The ideal situation would be for all of us to use naturopathic doctors as our primary caregivers. But given the lack of ND licensing laws in most states, it’s just not possible.

If you’re in a state where you can access qualified naturopathic care, do it. And even if your state doesn’t license NDs, you may still be able to find a degreed naturopathic doctor who practices under a license issued by another state (though their scope of practice would be limited).

If your only option is to see a traditional naturopath — one who lacks all the fancy credentials — it’s essential you ask for qualifications and references. You don’t want to end up being treated by someone who got his or her degree from a three-month Internet course.

Are MD’s good for anything?

The answer is yes. Conventional, establishment MD’s are good for some things and I still go to mine from time to time. The last visit was two or three years ago. (He’s a good man — I’ll have more to say about our strange relationship in a future issue.)

Medical doctors are great for shock-trauma treatment. If I were in a car accident or accidentally sliced a limb with a chain saw, I’d head for the emergency room like everyone else. Likewise if I thought I was suffering from a heart attack. It’s a little late at that point to think about herbs and vitamins. You need something to get you through the next 24 hours.

But if you really want to heal your body for long-term health, conventional medicine is the last place you should go.

If you’re dealing with chronic diseases like arthritis, heart disease or cancer, their brand of shock-and-awe treatment won’t do you any good. At best, it’ll just suppress your symptoms. At worst, it’ll give you awful side effects that plague you the rest of your life while your disease sticks around.

Praise God, I don’t suffer from cancer, heart disease the other degenerative diseases, but I can tell you from personal experience that MD’s are nearly worthless in helping you with pain, digestive problems of any kind, allergies, skin diseases or headaches. Among dermatologists — skin doctors — the joke is that “it’s a great business because the patients never die and they never get well.” Is that the kind of doctor you want — the kind who thinks a comment like that is funny?

The difference between MDs and NDs is something like this: Say you have a short circuit in your house. It starts a fire. An MD would show up, put the fire out, and tell you to call if it happens again. An ND would show up, put the fire out, and figure out what caused the fire in the first place so it never happens again.

In one situation, you’re always at risk. In the other, your risk has been eliminated.

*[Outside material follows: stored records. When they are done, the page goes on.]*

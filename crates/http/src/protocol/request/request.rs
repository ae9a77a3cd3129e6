//! The normalized view of one incoming request.

use crate::protocol::method::supported_method;
use crate::protocol::request::{
    Cookies, ExtraData, Headers, ParsedBody, RawVar, analyze_body, extract_cookies, extract_headers, find_header,
};
use crate::protocol::RequestError;
use http::Method;
use std::collections::BTreeMap;
use tracing::debug;

const REQUEST_METHOD: &str = "REQUEST_METHOD";
const REQUEST_URI: &str = "REQUEST_URI";
const CONTENT_TYPE: &str = "Content-Type";

/// An incoming request after normalization.
///
/// Built once per request from the transport variables and the raw body; the
/// headers, cookies and parsed body never change afterwards. Only the path
/// parameters (written by the matcher) and the [`ExtraData`] (written by
/// middleware) are mutable.
#[derive(Debug, Clone)]
pub struct Request {
    method: Method,
    url: String,
    headers: Headers,
    cookies: Cookies,
    raw_body: String,
    body: ParsedBody,
    params: BTreeMap<String, String>,
    extra: ExtraData,
}

impl Request {
    pub fn builder() -> RequestBuilder {
        RequestBuilder::new()
    }

    /// Normalizes the transport variables and the raw body of a request.
    ///
    /// `REQUEST_METHOD` defaults to `GET` and `REQUEST_URI` to `/` when absent.
    ///
    /// # Errors
    /// Returns [`RequestError::InvalidMethod`] when `REQUEST_METHOD` is not a
    /// supported method.
    pub fn from_vars<I>(raw_vars: I, raw_body: impl Into<String>) -> Result<Self, RequestError>
    where
        I: IntoIterator,
        I::Item: RawVar,
    {
        let vars = raw_vars.into_iter().collect::<Vec<_>>();
        let lookup = |name: &str| vars.iter().rev().find(|var| var.key() == name).map(|var| var.value());

        let method = match lookup(REQUEST_METHOD) {
            Some(name) => supported_method(name).ok_or_else(|| RequestError::invalid_method(name))?,
            None => Method::GET,
        };
        let url = lookup(REQUEST_URI).unwrap_or("/").to_owned();

        let headers = extract_headers(&vars);
        let cookies = extract_cookies(&headers);
        let raw_body = raw_body.into();
        let body = analyze_body(find_header(&headers, CONTENT_TYPE), &raw_body);

        debug!(%method, url = %url, headers = headers.len(), cookies = cookies.len(), "request normalized");

        Ok(Self { method, url, headers, cookies, raw_body, body, params: BTreeMap::new(), extra: ExtraData::new() })
    }

    pub fn method(&self) -> &Method {
        &self.method
    }

    /// The full request target, query string included.
    pub fn url(&self) -> &str {
        &self.url
    }

    /// The request target without its query string.
    pub fn path(&self) -> &str {
        remove_queries(&self.url)
    }

    pub fn query(&self) -> Option<&str> {
        self.url.split_once('?').map(|(_, query)| query)
    }

    pub fn headers(&self) -> &Headers {
        &self.headers
    }

    /// Looks a header up by name, ignoring case.
    pub fn header(&self, name: &str) -> Option<&str> {
        find_header(&self.headers, name)
    }

    pub fn cookies(&self) -> &Cookies {
        &self.cookies
    }

    pub fn cookie(&self, name: &str) -> Option<&str> {
        self.cookies.get(name).map(String::as_str)
    }

    pub fn raw_body(&self) -> &str {
        &self.raw_body
    }

    pub fn body(&self) -> &ParsedBody {
        &self.body
    }

    pub fn params(&self) -> &BTreeMap<String, String> {
        &self.params
    }

    pub fn param(&self, name: &str) -> Option<&str> {
        self.params.get(name).map(String::as_str)
    }

    /// Replaces the path parameters captured by the matcher.
    pub fn set_params(&mut self, params: BTreeMap<String, String>) -> &mut Self {
        self.params = params;
        self
    }

    pub fn extra(&self) -> &ExtraData {
        &self.extra
    }

    pub fn extra_mut(&mut self) -> &mut ExtraData {
        &mut self.extra
    }
}

/// Returns `url` up to, not including, its first `?`.
pub fn remove_queries(url: &str) -> &str {
    url.split_once('?').map_or(url, |(path, _)| path)
}

/// Collects transport variables and a body, then normalizes them into a [`Request`].
#[derive(Debug, Default)]
pub struct RequestBuilder {
    vars: Vec<(String, String)>,
    body: String,
}

impl RequestBuilder {
    fn new() -> Self {
        Self::default()
    }

    pub fn var(mut self, key: impl Into<String>, value: impl Into<String>) -> Self {
        self.vars.push((key.into(), value.into()));
        self
    }

    pub fn vars<I>(mut self, raw_vars: I) -> Self
    where
        I: IntoIterator,
        I::Item: RawVar,
    {
        self.vars.extend(raw_vars.into_iter().map(|var| (var.key().to_owned(), var.value().to_owned())));
        self
    }

    pub fn method(self, method: impl AsRef<str>) -> Self {
        self.var(REQUEST_METHOD, method.as_ref())
    }

    pub fn uri(self, uri: impl Into<String>) -> Self {
        self.var(REQUEST_URI, uri)
    }

    pub fn body(mut self, body: impl Into<String>) -> Self {
        self.body = body.into();
        self
    }

    /// # Errors
    /// See [`Request::from_vars`].
    pub fn build(self) -> Result<Request, RequestError> {
        Request::from_vars(self.vars, self.body)
    }
}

And the comparison is a little unfair to fire fighters. You can be pretty sure they’ll put out a fire, but a conventional MD often won’t help your chronic disease at all, from acne when you’re a kid to arthritis when you’re a senior. And if he does it’s probably with a prescription drug that does you untold harm while just masking the symptoms of your illness.

Naturopathic medicine is designed to support good health for the rest of your life. Incorporate a good ND’s advice into your healthy lifestyle, and you’ve got something that will last.

Best regards,

Lee Euler,

About the author

Lee Euler

Hi I'm Lee Euler, I’ve spent over a decade investigating every possible way a person can beat cancer. In fact, our commitment to defeating cancer has made us the world’s #1 publisher of information about Alternative Cancer Treatments -- with over 20 books and 700 newsletters on the subject. If you haven't heard about all your cancer options, or if you want to make sure you don’t miss even one answer to this terrible disease, then join our newsletter. When you do, I'll keep you informed each week about the hundreds of alternative cancer treatments that people are using to cure cancer all over the world.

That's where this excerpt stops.